I waited downstairs in her parent’s empty living room while she went to the bathroom. The fabric on the couch had been worn down in places and was covered with white cat hair. Felix, the cat, rubbed against my legs leaving a swathe of hair as he purred. I slapped my hands against my legs trying to relive the tempo of the song that had been playing in the car. The notes played over and over in my head, but the only words I could hear were:
Responsibility, too young and baby.
I’d dated lots of girls, but none of them were like Shelby. She had a way of looking at me that I could feel all the way down to my toes. I’d do stupid things just to make her smile and sometimes laugh at me. She wasn’t laughing now.
“Babe, you alright up there?” I called up the stairs. No response.
I stood up and paced the living room, my hand reaching for my cigs without thinking. I used to keep them right in my back, left pocket, but since I started seeing Shelby, I’ve stopped. She didn’t like the smell. Instead of finding a smoke, there was a pack of gum. I pulled out a stick of juicy fruit, inhaling the scent and started chewing. Chewing and pacing.
I couldn’t take it anymore. I climbed the stairs, each one creaking under my weight. The bathroom door was closed.
“Babe?” I called, wishing she’d open the door. Nothing.
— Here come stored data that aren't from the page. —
//! Step sequences and the sub-forms shown on each step.

use serde::{Deserialize, Serialize};

use crate::content_type::{ContentType, FormMode};
use crate::policy::{allowed_licensing, requires_human_created_audio};
use crate::pricing::PriceQuote;

/// One page of the authoring flow.
#[derive(Debug, Clone, Copy, PartialEq, Eq, Serialize, Deserialize)]
#[serde(rename_all = "snake_case")]
pub enum Step {
    BasicInfo,
    CompositionSplits,
    ProductionSplits,
    ConnectRelease,
    FileUploads,
    Licensing,
    Review,
}

impl Step {
    pub fn label(self) -> &'static str {
        match self {
            Self::BasicInfo => "Basic Info",
            Self::CompositionSplits => "Idea Rights",
            Self::ProductionSplits => "Implementation Rights",
            Self::ConnectRelease => "Connect Release",
            Self::FileUploads => "Files",
            Self::Licensing => "Licensing",
            Self::Review => "Review",
        }
    }
}

const QUICK_STEPS: &[Step] = &[
    Step::BasicInfo,
    Step::FileUploads,
    Step::Licensing,
    Step::Review,
];

const ADVANCED_STEPS: &[Step] = &[
    Step::BasicInfo,
    Step::CompositionSplits,
    Step::ProductionSplits,
    Step::ConnectRelease,
    Step::FileUploads,
    Step::Licensing,
    Step::Review,
];

/// Ordered steps for `mode`. Every content type shares the same step names.
pub fn steps_for(mode: FormMode) -> &'static [Step] {
    match mode {
        FormMode::Quick => QUICK_STEPS,
        FormMode::Advanced => ADVANCED_STEPS,
    }
}

/// A sub-form rendered inside a step.
#[derive(Debug, Clone, Copy, PartialEq, Eq, Serialize, Deserialize)]
#[serde(rename_all = "snake_case")]
pub enum Section {
    Title,
    Artist,
    Description,
    Tags,
    Locations,
    Bpm,
    LoopCategory,
    CompositionSplits,
    ProductionSplits,
    ReleaseLink,
    Notes,
    AudioUpload,
    LoopPackUpload,
    EpUpload,
    BundleEditor,
    VideoUpload,
    VideoCrop,
    CoverImage,
    RemixLicense,
    DownloadLicense,
    StreamingLicense,
    HumanCreatedAudioNotice,
    Summary,
    PriceLine,
}

/// Sub-forms shown on `step` for `content_type`.
///
/// The review step lists a price line only when `quote` has an active price.
pub fn sections(step: Step, content_type: ContentType, quote: &PriceQuote) -> Vec<Section> {
    match step {
        Step::BasicInfo => {
            let mut sections = vec![
                Section::Title,
                Section::Artist,
                Section::Description,
                Section::Tags,
                Section::Locations,
            ];
            if content_type.shows_main_bpm() {
                sections.push(Section::Bpm);
            }
            if content_type.is_loop_based() {
                sections.push(Section::LoopCategory);
            }
            sections
        }
        Step::CompositionSplits => vec![Section::CompositionSplits],
        Step::ProductionSplits => vec![Section::ProductionSplits],
        Step::ConnectRelease => vec![Section::ReleaseLink, Section::Notes],
        Step::FileUploads => {
            let mut sections = match content_type {
                ContentType::Loop | ContentType::FullSong => vec![Section::AudioUpload],
                ContentType::LoopPack => vec![Section::LoopPackUpload, Section::BundleEditor],
                ContentType::Ep => vec![Section::EpUpload, Section::BundleEditor],
                ContentType::VideoClip => vec![Section::VideoUpload, Section::VideoCrop],
            };
            sections.push(Section::CoverImage);
            sections
        }
        Step::Licensing => {
            let caps = allowed_licensing(content_type);
            let mut sections = vec![Section::RemixLicense];
            if caps.download.is_offered() {
                sections.push(Section::DownloadLicense);
            }
            if caps.streaming.is_offered() {
                sections.push(Section::StreamingLicense);
            }
            if requires_human_created_audio(content_type) {
                sections.push(Section::HumanCreatedAudioNotice);
            }
            sections
        }
        Step::Review => {
            let mut sections = vec![Section::Summary];
            if quote.has_active_price() {
                sections.push(Section::PriceLine);
            }
            sections
        }
    }
}
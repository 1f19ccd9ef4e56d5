//! Background tasks.
//!
//! Each submodule provides a long-running async function intended to be
//! spawned via `tokio::spawn`. All tasks accept a [`CancellationToken`]
//! for graceful shutdown.
//!
//! [`CancellationToken`]: tokio_util::sync::CancellationToken

pub mod session_sweeper;
use serde::{Deserialize, Serialize};

use crate::collaborators::BpmDetection;
use crate::content_type::LoopCategory;
use crate::splits::RightsCategory;
use crate::uploads::MediaSlot;

use super::draft::VideoCrop;

/// One user edit, applied through
/// [`UploadFormController::apply`](super::UploadFormController::apply).
///
/// Indices address the current list order (splits, bundle items,
/// locations).
#[derive(Debug, Clone, PartialEq, Serialize, Deserialize)]
#[serde(tag = "type", rename_all = "snake_case")]
pub enum FormEvent {
    SetTitle { value: String },
    SetArtist { value: String },
    SetDescription { value: String },
    SetTags { tags: Vec<String> },
    AddTag { tag: String },
    RemoveTag { tag: String },

    SetBpm { bpm: Option<u32> },
    /// Result of client-side tempo detection.
    DetectedBpm { detection: BpmDetection },
    SetLoopCategory { category: LoopCategory },
    SetLoopDescriptor { value: String },

    SetSplitWallet {
        category: RightsCategory,
        index: usize,
        wallet: String,
    },
    SetSplitPercentage {
        category: RightsCategory,
        index: usize,
        percentage: f64,
    },

    SetRemixProtected { protected: bool },
    SetAllowDownloads { allow: bool },
    SetAllowStreaming { allow: bool },
    SetDownloadPrice { price: Option<f64> },

    AddLocation { name: String, lat: f64, lng: f64 },
    AddFreeTextLocation { text: String },
    RemoveLocation { index: usize },

    MoveItemUp { index: usize },
    MoveItemDown { index: usize },
    EditItemTitle { index: usize, title: String },
    EditItemBpm { index: usize, bpm: Option<u32> },
    RemoveItem { index: usize },

    RemoveMedia { slot: MediaSlot },
    SetVideoCrop { crop: Option<VideoCrop> },
    SetNotes { value: String },
    SetConnectedRelease { url: Option<String> },
}

#[cfg(test)]
mod tests {
    use super::*;

    #[test]
    fn events_are_tagged_by_type() {
        let event: FormEvent = serde_json::from_str(
            r#"{"type":"set_split_wallet","category":"production","index":1,"wallet":"0xb"}"#,
        )
        .unwrap();
        assert_eq!(
            event,
            FormEvent::SetSplitWallet {
                category: RightsCategory::Production,
                index: 1,
                wallet: "0xb".into(),
            }
        );

        let json = serde_json::to_value(FormEvent::MoveItemUp { index: 2 }).unwrap();
        assert_eq!(json["type"], "move_item_up");
        assert_eq!(json["index"], 2);
    }

    #[test]
    fn unknown_event_is_rejected() {
        assert!(serde_json::from_str::<FormEvent>(r#"{"type":"set_price_total","value":9}"#).is_err());
    }
}
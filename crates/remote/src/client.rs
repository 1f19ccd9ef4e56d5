//! Thin wrapper over [`reqwest`] shared by the REST adapters.

use reqwest::{Method, RequestBuilder, Response};

use crate::error::RemoteError;

/// HTTP client bound to one base URL, adding the API key to every request.
#[derive(Debug, Clone)]
pub struct RestClient {
    client: reqwest::Client,
    base_url: String,
    api_key: Option<String>,
}

impl RestClient {
    pub fn new(client: reqwest::Client, base_url: impl Into<String>, api_key: Option<String>) -> Self {
        Self {
            client,
            base_url: base_url.into().trim_end_matches('/').to_string(),
            api_key,
        }
    }

    pub fn base_url(&self) -> &str {
        &self.base_url
    }

    /// Start a request to `{base_url}/{path}`.
    pub fn request(&self, method: Method, path: &str) -> RequestBuilder {
        let url = format!("{}/{}", self.base_url, path.trim_start_matches('/'));
        let builder = self.client.request(method, url);
        match &self.api_key {
            Some(key) => builder.header("apikey", key).bearer_auth(key),
            None => builder,
        }
    }

    // ---- response helpers ----

    /// Return the response unchanged on a 2xx status, otherwise an
    /// [`RemoteError::Api`] carrying the status and body text.
    pub async fn ensure_success(response: Response) -> Result<Response, RemoteError> {
        let status = response.status();
        if !status.is_success() {
            let body = response
                .text()
                .await
                .unwrap_or_else(|_| "<unreadable body>".to_string());
            return Err(RemoteError::Api {
                status: status.as_u16(),
                body,
            });
        }
        Ok(response)
    }

    pub async fn parse_response<T: serde::de::DeserializeOwned>(
        response: Response,
    ) -> Result<T, RemoteError> {
        let response = Self::ensure_success(response).await?;
        Ok(response.json::<T>().await?)
    }

    pub async fn check_status(response: Response) -> Result<(), RemoteError> {
        Self::ensure_success(response).await?;
        Ok(())
    }
}
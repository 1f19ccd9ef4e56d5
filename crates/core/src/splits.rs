//! Contributor split validation and auto-balancing.
//!
//! Each rights category holds exactly [`SPLIT_SLOTS`] `{wallet, percentage}`
//! slots. A slot with a non-empty wallet is an active contributor.
//! Validation only looks at the percentage total; auto-balancing runs when a
//! wallet slot flips between empty and occupied and is never re-applied
//! after a manual percentage edit.

use serde::{Deserialize, Serialize};

use crate::types::{round2, WalletAddress};

/// Contributor slots per rights category.
pub const SPLIT_SLOTS: usize = 3;

/// Required total of each split group.
pub const SPLIT_TOTAL: f64 = 100.0;

/// Accepted deviation from [`SPLIT_TOTAL`].
pub const SPLIT_TOLERANCE: f64 = 0.01;

/// Absorbs binary rounding of decimal percentages, so a total of exactly
/// 99.99 or 100.01 sits inside [`SPLIT_TOLERANCE`].
const TOLERANCE_EPSILON: f64 = 1e-9;

// ---------------------------------------------------------------------------
// Types
// ---------------------------------------------------------------------------

/// Rights category a split group attributes.
#[derive(Debug, Clone, Copy, PartialEq, Eq, Serialize, Deserialize)]
#[serde(rename_all = "snake_case")]
pub enum RightsCategory {
    /// Idea rights: melody, lyrics, structure, concept.
    Composition,
    /// Implementation rights: performance, engineering, execution.
    Production,
}

impl RightsCategory {
    pub fn as_str(self) -> &'static str {
        match self {
            Self::Composition => "composition",
            Self::Production => "production",
        }
    }

    pub fn label(self) -> &'static str {
        match self {
            Self::Composition => "Composition",
            Self::Production => "Production",
        }
    }
}

/// One contributor slot.
#[derive(Debug, Clone, Default, PartialEq, Serialize, Deserialize)]
pub struct SplitSlot {
    pub wallet: String,
    pub percentage: f64,
}

impl SplitSlot {
    pub fn is_active(&self) -> bool {
        !self.wallet.trim().is_empty()
    }
}

/// The fixed-size set of contributor slots for one rights category.
#[derive(Debug, Clone, Default, PartialEq, Serialize, Deserialize)]
pub struct SplitGroup {
    pub slots: [SplitSlot; SPLIT_SLOTS],
}

/// Result of [`validate`].
#[derive(Debug, Clone, PartialEq, Serialize)]
pub struct SplitReport {
    pub ok: bool,
    pub errors: Vec<String>,
}

// ---------------------------------------------------------------------------
// SplitGroup
// ---------------------------------------------------------------------------

impl SplitGroup {
    /// 100% attribution to a single contributor in slot 1.
    pub fn solo(identity: &WalletAddress) -> Self {
        let mut group = Self::default();
        group.slots[0] = SplitSlot {
            wallet: identity.as_str().to_string(),
            percentage: SPLIT_TOTAL,
        };
        group
    }

    pub fn total(&self) -> f64 {
        round2(self.slots.iter().map(|s| s.percentage).sum())
    }

    pub fn active_count(&self) -> usize {
        self.slots.iter().filter(|s| s.is_active()).count()
    }

    /// Set the wallet of a slot.
    ///
    /// When the slot transitions between empty and occupied, occupied slots
    /// are compacted towards slot 1 and the group is auto-balanced. Editing
    /// an already-occupied wallet leaves percentages untouched. Returns
    /// `false` if `index` is out of range.
    pub fn set_wallet(&mut self, index: usize, wallet: &str) -> bool {
        let Some(slot) = self.slots.get_mut(index) else {
            return false;
        };
        let was_active = slot.is_active();
        slot.wallet = wallet.trim().to_string();
        if was_active != slot.is_active() {
            self.compact();
            auto_balance(self);
        }
        true
    }

    /// Manually set a percentage. Trusted as-is until the next wallet change.
    pub fn set_percentage(&mut self, index: usize, percentage: f64) -> bool {
        match self.slots.get_mut(index) {
            Some(slot) => {
                slot.percentage = percentage;
                true
            }
            None => false,
        }
    }

    /// Move occupied slots to the front, preserving their relative order.
    pub fn compact(&mut self) {
        let mut occupied: Vec<SplitSlot> = self
            .slots
            .iter()
            .filter(|s| s.is_active())
            .cloned()
            .collect();
        occupied.resize(SPLIT_SLOTS, SplitSlot::default());
        for (slot, value) in self.slots.iter_mut().zip(occupied) {
            *slot = value;
        }
    }
}

// ---------------------------------------------------------------------------
// Validation and balancing
// ---------------------------------------------------------------------------

/// Check that the group's percentages total 100 within [`SPLIT_TOLERANCE`].
pub fn validate(group: &SplitGroup, category: RightsCategory) -> SplitReport {
    let sum: f64 = group.slots.iter().map(|s| s.percentage).sum();
    let total = group.total();
    if (sum - SPLIT_TOTAL).abs() > SPLIT_TOLERANCE + TOLERANCE_EPSILON {
        SplitReport {
            ok: false,
            errors: vec![format!(
                "{} splits must total 100% (currently {total}%)",
                category.label()
            )],
        }
    } else {
        SplitReport {
            ok: true,
            errors: Vec::new(),
        }
    }
}

/// Distribute 100% across occupied slots.
///
/// With `n` occupied slots each gets `floor(100 / n)`; the first occupied
/// slot also absorbs the remainder. Unoccupied slots get 0. With no
/// occupied slot every percentage is 0.
pub fn auto_balance(group: &mut SplitGroup) {
    let n = group.active_count();
    if n == 0 {
        for slot in &mut group.slots {
            slot.percentage = 0.0;
        }
        return;
    }

    let base = (SPLIT_TOTAL as u32) / n as u32;
    let remainder = SPLIT_TOTAL as u32 - base * n as u32;
    let mut first = true;
    for slot in &mut group.slots {
        if slot.is_active() {
            slot.percentage = if first {
                first = false;
                f64::from(base + remainder)
            } else {
                f64::from(base)
            };
        } else {
            slot.percentage = 0.0;
        }
    }
}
I looked down the hall toward her parent’s room. The house smelled musty. The carpet was brown and ragged and I wondered how it must have looked when Shelby was little. I couldn’t picture her in this house, this ragged shell of emptiness.
I tried the door, the handle moving easily beneath my grip. Shelby stood there with her coat and hat on, her eyes far away and vacant. Around her, an explosion of her mother’s favorite color, orange. In her hand, a white stick. I took it from her as she stood there. There were two pink lines inside that were going to change our futures forever.